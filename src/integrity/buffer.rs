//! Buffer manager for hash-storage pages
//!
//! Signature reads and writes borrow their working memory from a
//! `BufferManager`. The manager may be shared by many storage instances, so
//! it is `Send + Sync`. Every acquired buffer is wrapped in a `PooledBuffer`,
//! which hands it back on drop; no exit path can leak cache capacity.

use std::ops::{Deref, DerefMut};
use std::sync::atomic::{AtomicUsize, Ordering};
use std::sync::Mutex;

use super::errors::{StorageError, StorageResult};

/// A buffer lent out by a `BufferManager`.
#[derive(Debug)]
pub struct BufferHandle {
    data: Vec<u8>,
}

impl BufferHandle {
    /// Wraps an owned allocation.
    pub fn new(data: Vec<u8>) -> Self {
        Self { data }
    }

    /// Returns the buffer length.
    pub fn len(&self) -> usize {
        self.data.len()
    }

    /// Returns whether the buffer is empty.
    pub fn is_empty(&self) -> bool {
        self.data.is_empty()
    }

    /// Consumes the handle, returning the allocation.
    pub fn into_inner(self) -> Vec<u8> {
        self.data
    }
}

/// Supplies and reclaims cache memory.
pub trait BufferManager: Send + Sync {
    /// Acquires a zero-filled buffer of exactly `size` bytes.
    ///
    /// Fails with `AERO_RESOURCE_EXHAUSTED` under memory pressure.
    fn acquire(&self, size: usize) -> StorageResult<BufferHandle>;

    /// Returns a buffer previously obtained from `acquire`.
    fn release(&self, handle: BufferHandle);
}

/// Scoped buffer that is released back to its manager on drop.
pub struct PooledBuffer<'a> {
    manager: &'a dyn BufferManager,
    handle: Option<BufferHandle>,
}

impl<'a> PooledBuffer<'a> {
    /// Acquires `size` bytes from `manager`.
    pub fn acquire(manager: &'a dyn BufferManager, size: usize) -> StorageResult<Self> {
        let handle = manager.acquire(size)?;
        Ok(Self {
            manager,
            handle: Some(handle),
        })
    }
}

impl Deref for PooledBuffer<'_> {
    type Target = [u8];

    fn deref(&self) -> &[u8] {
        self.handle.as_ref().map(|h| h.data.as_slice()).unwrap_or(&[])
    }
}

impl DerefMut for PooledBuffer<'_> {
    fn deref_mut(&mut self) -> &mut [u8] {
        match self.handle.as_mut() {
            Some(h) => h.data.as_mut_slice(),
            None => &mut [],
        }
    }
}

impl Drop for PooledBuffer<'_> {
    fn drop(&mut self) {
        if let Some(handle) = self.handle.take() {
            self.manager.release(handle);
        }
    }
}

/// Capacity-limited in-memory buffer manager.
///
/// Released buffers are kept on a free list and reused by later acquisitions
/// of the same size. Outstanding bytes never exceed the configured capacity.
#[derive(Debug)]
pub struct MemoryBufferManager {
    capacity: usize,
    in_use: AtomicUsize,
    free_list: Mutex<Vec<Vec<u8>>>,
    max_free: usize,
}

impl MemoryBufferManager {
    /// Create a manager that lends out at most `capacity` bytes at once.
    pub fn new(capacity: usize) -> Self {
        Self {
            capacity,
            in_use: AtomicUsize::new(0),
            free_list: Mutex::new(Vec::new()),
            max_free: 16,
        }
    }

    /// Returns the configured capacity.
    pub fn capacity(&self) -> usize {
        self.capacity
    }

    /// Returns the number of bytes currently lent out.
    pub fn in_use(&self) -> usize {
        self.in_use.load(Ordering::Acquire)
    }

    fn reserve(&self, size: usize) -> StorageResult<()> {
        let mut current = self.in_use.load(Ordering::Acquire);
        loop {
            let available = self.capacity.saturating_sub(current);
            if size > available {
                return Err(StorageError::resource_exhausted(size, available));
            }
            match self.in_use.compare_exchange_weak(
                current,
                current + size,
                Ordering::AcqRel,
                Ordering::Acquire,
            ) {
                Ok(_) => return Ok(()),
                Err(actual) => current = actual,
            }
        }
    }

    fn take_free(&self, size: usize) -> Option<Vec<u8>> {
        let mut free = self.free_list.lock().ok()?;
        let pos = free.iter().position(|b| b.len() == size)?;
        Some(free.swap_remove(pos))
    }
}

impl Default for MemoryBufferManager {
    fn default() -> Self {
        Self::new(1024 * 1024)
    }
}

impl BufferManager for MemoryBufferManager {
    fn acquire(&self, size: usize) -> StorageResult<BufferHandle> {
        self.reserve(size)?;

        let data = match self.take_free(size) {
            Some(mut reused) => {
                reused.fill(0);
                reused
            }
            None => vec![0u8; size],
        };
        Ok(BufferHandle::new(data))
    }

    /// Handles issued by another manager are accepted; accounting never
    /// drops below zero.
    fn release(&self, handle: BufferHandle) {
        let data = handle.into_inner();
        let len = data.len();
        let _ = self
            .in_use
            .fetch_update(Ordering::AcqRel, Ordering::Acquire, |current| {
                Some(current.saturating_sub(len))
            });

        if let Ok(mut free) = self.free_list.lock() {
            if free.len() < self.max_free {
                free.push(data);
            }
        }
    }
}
◇ ◇ ◇
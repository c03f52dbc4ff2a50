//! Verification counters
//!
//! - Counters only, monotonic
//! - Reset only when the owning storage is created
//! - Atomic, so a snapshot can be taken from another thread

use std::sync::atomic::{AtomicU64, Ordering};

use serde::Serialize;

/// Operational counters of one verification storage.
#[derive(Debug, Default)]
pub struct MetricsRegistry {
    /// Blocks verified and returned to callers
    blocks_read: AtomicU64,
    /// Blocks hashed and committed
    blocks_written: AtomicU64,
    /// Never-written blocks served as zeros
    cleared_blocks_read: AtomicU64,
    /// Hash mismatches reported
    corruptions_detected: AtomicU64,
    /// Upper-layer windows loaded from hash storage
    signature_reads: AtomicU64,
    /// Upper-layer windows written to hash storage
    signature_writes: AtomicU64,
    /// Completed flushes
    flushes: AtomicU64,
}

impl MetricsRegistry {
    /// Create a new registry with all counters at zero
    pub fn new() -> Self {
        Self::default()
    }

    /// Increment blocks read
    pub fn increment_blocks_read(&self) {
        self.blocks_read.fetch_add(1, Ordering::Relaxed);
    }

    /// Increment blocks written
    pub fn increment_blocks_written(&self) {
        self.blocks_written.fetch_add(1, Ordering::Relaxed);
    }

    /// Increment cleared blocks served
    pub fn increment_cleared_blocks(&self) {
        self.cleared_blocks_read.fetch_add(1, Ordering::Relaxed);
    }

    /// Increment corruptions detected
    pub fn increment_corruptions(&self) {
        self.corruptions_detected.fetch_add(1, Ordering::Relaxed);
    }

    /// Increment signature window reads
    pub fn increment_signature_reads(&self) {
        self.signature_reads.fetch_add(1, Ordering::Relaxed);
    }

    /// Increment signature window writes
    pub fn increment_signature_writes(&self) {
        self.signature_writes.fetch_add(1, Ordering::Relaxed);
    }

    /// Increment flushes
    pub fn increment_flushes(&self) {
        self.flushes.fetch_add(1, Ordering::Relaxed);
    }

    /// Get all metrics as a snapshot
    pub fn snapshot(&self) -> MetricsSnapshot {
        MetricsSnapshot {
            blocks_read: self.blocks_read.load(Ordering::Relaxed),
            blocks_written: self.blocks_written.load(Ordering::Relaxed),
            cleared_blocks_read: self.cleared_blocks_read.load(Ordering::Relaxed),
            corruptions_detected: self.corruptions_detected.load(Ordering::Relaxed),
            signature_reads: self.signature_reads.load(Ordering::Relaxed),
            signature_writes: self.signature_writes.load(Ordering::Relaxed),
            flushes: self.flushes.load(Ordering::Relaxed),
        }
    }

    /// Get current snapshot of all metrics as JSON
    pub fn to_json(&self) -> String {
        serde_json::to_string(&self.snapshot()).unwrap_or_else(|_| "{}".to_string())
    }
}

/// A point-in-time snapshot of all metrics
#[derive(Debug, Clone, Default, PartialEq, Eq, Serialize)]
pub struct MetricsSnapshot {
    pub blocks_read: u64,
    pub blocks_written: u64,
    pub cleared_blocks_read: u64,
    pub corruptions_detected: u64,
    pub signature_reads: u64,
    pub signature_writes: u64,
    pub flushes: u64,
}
◇ ◇ ◇
Look above for the line containing "pub fn is_empty(&self)". Output from there through the line containing "reclaims cache memory.", exactly and inclusively.

• **Exercise solution**
    pub fn is_empty(&self) -> bool {
        self.data.is_empty()
    }

    /// Consumes the handle, returning the allocation.
    pub fn into_inner(self) -> Vec<u8> {
        self.data
    }
}

/// Supplies and reclaims cache memory.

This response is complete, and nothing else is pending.